[Collected data]
┏━━

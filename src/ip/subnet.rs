//! Subnet derivation and the bounded claim loop.
//!
//! Candidate subnets are `<network>.<user>.<subnet>.0/24` with the user
//! octet starting at 1 and incrementing on every conflict, so concurrent
//! users on a shared host end up on disjoint /24s. Candidate derivation is a
//! pure function of the attempt ordinal; claiming a candidate goes through
//! the injected runtime.

use std::net::Ipv4Addr;

use log::{info, warn};

use super::AllocationError;
use crate::runtime::{ContainerRuntime, NetworkHandle, RuntimeError};

/// Upper bound on subnet candidates tried before giving up
pub const DEFAULT_MAX_ATTEMPTS: u32 = 250;

/// The fixed octets a subnet search starts from
#[derive(Debug, Clone, Copy, PartialEq, Eq)]
pub struct SubnetBase {
    /// First octet of every candidate (default: 10)
    pub network_octet: u8,
    /// Third octet of every candidate (default: 1)
    pub subnet_octet: u8,
}

impl Default for SubnetBase {
    fn default() -> Self {
        SubnetBase {
            network_octet: 10,
            subnet_octet: 1,
        }
    }
}

/// The chosen /24: `<network_octet>.<user_octet>.<subnet_octet>.0/24`
#[derive(Debug, Clone, Copy, PartialEq, Eq)]
pub struct SubnetPlan {
    pub network_octet: u8,
    pub user_octet: u8,
    pub subnet_octet: u8,
}

impl SubnetPlan {
    /// Candidate subnet for a given retry ordinal (attempt 0 uses user
    /// octet 1). Fails once the user octet would leave `u8` range.
    pub fn for_attempt(base: SubnetBase, attempt: u32) -> Result<Self, AllocationError> {
        let user_octet = 1u32 + attempt;
        let user_octet = u8::try_from(user_octet).map_err(|_| {
            AllocationError::SubnetExhausted {
                attempts: attempt,
                last_tried: format!("{}.{}.{}.0/24", base.network_octet, 255, base.subnet_octet),
            }
        })?;
        Ok(SubnetPlan {
            network_octet: base.network_octet,
            user_octet,
            subnet_octet: base.subnet_octet,
        })
    }

    /// CIDR notation for this /24, e.g. `10.1.1.0/24`
    pub fn cidr(&self) -> String {
        format!(
            "{}.{}.{}.0/24",
            self.network_octet, self.user_octet, self.subnet_octet
        )
    }

    /// Address of the host at the given offset within this /24
    pub fn host(&self, offset: u8) -> Ipv4Addr {
        Ipv4Addr::new(
            self.network_octet,
            self.user_octet,
            self.subnet_octet,
            offset,
        )
    }
}

/// Claim the first free candidate subnet by creating the named network
/// through the runtime.
///
/// A conflict error from the runtime (subnet overlap) moves the search to
/// the next candidate; any other runtime error aborts immediately. The
/// created network is internal (no default route) with the subnet managed
/// via IPAM. Fails with `SubnetExhausted` after `max_attempts` candidates.
pub fn allocate_network<R: ContainerRuntime>(
    runtime: &R,
    network_name: &str,
    base: SubnetBase,
    max_attempts: u32,
) -> Result<(NetworkHandle, SubnetPlan), AllocationError> {
    let mut last_tried = String::new();
    for attempt in 0..max_attempts {
        let plan = SubnetPlan::for_attempt(base, attempt)?;
        let cidr = plan.cidr();
        match runtime.create_network(network_name, &cidr, true) {
            Ok(handle) => {
                info!("Created network {} on subnet {}", network_name, cidr);
                return Ok((handle, plan));
            }
            Err(RuntimeError::Conflict { .. }) => {
                warn!("Subnet {} is taken, trying the next candidate", cidr);
                last_tried = cidr;
            }
            Err(error) => return Err(error.into()),
        }
    }
    Err(AllocationError::SubnetExhausted {
        attempts: max_attempts,
        last_tried,
    })
}
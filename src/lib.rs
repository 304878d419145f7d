//! `app-http-clients` builds the two HTTP client handles a front-end talks to
//! its API with.
//!
//! - [`AuthenticatedClient`] normalizes dates in request bodies to
//!   `YYYY-MM-DDTHH:mm:ss±HH:MM` and hands the first 401 of each request to a
//!   [`RecoveryCallback`], which can refresh credentials and resubmit.
//! - [`UnauthenticatedClient`] sends bodies as plain JSON and turns every
//!   failure into an [`ErrorEnvelope`].
//!
//! ```no_run
//! use app_http_clients::{AuthenticatedClient, ClientConfig, RequestDescriptor};
//!
//! # async fn run() -> app_http_clients::Result<()> {
//! let api = AuthenticatedClient::new(ClientConfig::new("https://api.example.com", 10_000))?
//!     .with_recovery(|client: AuthenticatedClient, mut request: RequestDescriptor| async move {
//!         request.set_bearer_auth("fresh-token")?;
//!         client.send(request).await
//!     });
//! let me = api.get("/me").await?;
//! # let _ = me;
//! # Ok(())
//! # }
//! ```

mod auth;
mod envelope;
mod error;
mod options;
mod request;
mod response;
mod transform;
mod transport;
mod unauth;
mod value;

pub use auth::{AuthenticatedClient, RecoveryCallback};
pub use envelope::{ErrorEnvelope, DEFAULT_ERROR_TITLE};
pub use error::ClientError;
pub use options::{ClientConfig, DEFAULT_TIMEOUT_MS};
pub use request::RequestDescriptor;
pub use response::Response;
pub use transform::{format_date, normalize_dates, BodyTransform, TransformPipeline};
pub use unauth::UnauthenticatedClient;
pub use value::Value;

pub use reqwest::{header, Method, StatusCode};

pub type Result<T> = std::result::Result<T, ClientError>;
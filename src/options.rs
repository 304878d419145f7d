use chrono::FixedOffset;

use crate::{ClientError, Result};

/// Default per-request timeout in milliseconds.
pub const DEFAULT_TIMEOUT_MS: u64 = 10_000;

/// Base URL, timeout and body formatting settings shared by both clients.
#[derive(Clone, Debug, Eq, PartialEq)]
pub struct ClientConfig {
    /// Prefix for relative request URLs.
    pub base_url: String,
    /// Per-request timeout in milliseconds.
    pub timeout_ms: u64,
    /// Offset dates are converted into before normalization.
    ///
    /// `None` keeps each date in its own offset.
    pub date_offset: Option<FixedOffset>,
}

impl ClientConfig {
    pub fn new(base_url: impl Into<String>, timeout_ms: u64) -> Self {
        Self {
            base_url: base_url.into(),
            timeout_ms,
            date_offset: None,
        }
    }

    /// Renders every normalized date in `offset`.
    pub fn with_date_offset(mut self, offset: FixedOffset) -> Self {
        self.date_offset = Some(offset);
        self
    }

    /// Creates a config from environment variables.
    ///
    /// Reads:
    /// - `{PREFIX}_BASE_URL` — required, must not be empty
    /// - `{PREFIX}_TIMEOUT_MS` — optional, defaults to [`DEFAULT_TIMEOUT_MS`]
    ///
    /// **Not available on `wasm32` targets** — environment variables do not
    /// exist in browser runtimes.
    ///
    /// # Example
    ///
    /// ```no_run
    /// use app_http_clients::ClientConfig;
    ///
    /// let config = ClientConfig::from_env("API").expect("missing API_BASE_URL");
    /// ```
    #[cfg(not(target_arch = "wasm32"))]
    pub fn from_env(prefix: &str) -> Result<Self> {
        let url_var = format!("{prefix}_BASE_URL");
        let timeout_var = format!("{prefix}_TIMEOUT_MS");

        let base_url = std::env::var(&url_var)
            .map_err(|_| ClientError::Config(format!("missing {url_var} environment variable")))?;
        let timeout_ms = match std::env::var(&timeout_var) {
            Ok(raw) => raw.trim().parse::<u64>().map_err(|err| {
                ClientError::Config(format!("{timeout_var} '{raw}' is not a valid timeout: {err}"))
            })?,
            Err(_) => DEFAULT_TIMEOUT_MS,
        };

        let config = Self::new(base_url, timeout_ms);
        config.validate()?;
        Ok(config)
    }

    /// Checks the invariants every client relies on.
    pub fn validate(&self) -> Result<()> {
        if self.base_url.trim().is_empty() {
            return Err(ClientError::Config("base_url must not be empty".to_owned()));
        }
        if self.timeout_ms == 0 {
            return Err(ClientError::Config(
                "timeout_ms must be greater than zero".to_owned(),
            ));
        }
        Ok(())
    }
}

┗━━

▶ _Assignment_
For every line above that includes the string "Fails", copy the line.

▶ _Response below_
    /// octet 1). Fails once the user octet would leave `u8` range.
/// via IPAM. Fails with `SubnetExhausted` after `max_attempts` candidates.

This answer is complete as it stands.